- [Required action]: The response must contain every line below in which "SourcePost" appears.

- [Records to process]:
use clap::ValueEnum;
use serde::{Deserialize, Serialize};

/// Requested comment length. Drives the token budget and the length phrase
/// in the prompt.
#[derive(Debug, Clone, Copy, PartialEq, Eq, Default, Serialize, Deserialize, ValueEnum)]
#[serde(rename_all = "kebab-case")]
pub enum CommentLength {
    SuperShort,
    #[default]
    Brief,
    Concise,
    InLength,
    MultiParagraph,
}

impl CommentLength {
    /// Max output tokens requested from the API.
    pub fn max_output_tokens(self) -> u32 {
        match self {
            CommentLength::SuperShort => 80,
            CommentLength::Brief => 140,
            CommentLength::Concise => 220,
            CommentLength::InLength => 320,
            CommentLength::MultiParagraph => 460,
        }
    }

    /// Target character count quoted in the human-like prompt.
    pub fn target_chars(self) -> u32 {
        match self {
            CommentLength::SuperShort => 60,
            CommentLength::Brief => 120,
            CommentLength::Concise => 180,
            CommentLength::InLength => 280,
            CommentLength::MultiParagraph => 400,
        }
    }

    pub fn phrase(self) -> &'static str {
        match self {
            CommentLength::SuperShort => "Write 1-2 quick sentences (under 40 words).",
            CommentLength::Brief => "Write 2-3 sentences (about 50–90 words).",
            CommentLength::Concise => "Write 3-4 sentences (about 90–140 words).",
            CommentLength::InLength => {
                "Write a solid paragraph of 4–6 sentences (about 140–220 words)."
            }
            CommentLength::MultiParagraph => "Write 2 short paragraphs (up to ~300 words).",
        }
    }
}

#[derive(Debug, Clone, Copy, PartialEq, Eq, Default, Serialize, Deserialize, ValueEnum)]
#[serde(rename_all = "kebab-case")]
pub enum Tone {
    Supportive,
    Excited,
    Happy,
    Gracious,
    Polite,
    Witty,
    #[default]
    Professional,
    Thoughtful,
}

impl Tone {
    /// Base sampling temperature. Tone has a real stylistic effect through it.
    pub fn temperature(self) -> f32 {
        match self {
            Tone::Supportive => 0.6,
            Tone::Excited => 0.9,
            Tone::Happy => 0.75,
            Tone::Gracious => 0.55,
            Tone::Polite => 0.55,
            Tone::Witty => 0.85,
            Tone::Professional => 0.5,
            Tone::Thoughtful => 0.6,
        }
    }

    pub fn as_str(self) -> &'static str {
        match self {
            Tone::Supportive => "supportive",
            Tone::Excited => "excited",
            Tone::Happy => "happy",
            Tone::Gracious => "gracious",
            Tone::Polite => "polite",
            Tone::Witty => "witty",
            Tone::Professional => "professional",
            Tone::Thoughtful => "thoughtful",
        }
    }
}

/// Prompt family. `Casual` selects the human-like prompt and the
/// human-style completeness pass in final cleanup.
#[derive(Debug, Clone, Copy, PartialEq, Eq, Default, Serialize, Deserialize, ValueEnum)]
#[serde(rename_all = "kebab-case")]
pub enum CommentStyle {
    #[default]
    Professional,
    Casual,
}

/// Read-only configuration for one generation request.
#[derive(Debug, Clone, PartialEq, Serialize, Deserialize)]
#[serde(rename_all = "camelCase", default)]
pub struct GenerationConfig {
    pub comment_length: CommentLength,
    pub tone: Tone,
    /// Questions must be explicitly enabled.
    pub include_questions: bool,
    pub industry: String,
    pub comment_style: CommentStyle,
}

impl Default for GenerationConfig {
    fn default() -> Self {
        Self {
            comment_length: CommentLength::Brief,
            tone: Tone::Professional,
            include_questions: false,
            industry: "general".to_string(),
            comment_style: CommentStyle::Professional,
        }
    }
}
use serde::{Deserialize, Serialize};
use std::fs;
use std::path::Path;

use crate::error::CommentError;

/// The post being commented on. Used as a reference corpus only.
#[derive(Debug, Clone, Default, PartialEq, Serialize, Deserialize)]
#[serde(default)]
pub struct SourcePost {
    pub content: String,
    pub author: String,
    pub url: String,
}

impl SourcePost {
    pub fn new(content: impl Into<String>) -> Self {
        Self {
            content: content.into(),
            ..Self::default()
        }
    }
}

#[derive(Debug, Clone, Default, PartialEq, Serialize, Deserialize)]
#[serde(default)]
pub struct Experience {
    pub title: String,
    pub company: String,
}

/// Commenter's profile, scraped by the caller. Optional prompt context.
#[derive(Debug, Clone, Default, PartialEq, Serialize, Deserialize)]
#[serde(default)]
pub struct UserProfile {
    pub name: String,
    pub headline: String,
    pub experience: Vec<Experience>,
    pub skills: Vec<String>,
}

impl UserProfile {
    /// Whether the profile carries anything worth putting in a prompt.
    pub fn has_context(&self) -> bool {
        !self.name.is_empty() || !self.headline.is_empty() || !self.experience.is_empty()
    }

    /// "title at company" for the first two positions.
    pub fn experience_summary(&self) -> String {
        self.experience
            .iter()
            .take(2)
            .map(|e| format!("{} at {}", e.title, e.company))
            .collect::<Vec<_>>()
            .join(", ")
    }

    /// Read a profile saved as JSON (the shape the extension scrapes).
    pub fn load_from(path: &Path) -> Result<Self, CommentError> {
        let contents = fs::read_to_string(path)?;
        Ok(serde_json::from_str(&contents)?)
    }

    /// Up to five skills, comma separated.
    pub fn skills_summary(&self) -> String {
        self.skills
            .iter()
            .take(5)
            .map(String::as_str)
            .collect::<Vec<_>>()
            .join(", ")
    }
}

- [Result below]:
pub struct SourcePost {
impl SourcePost {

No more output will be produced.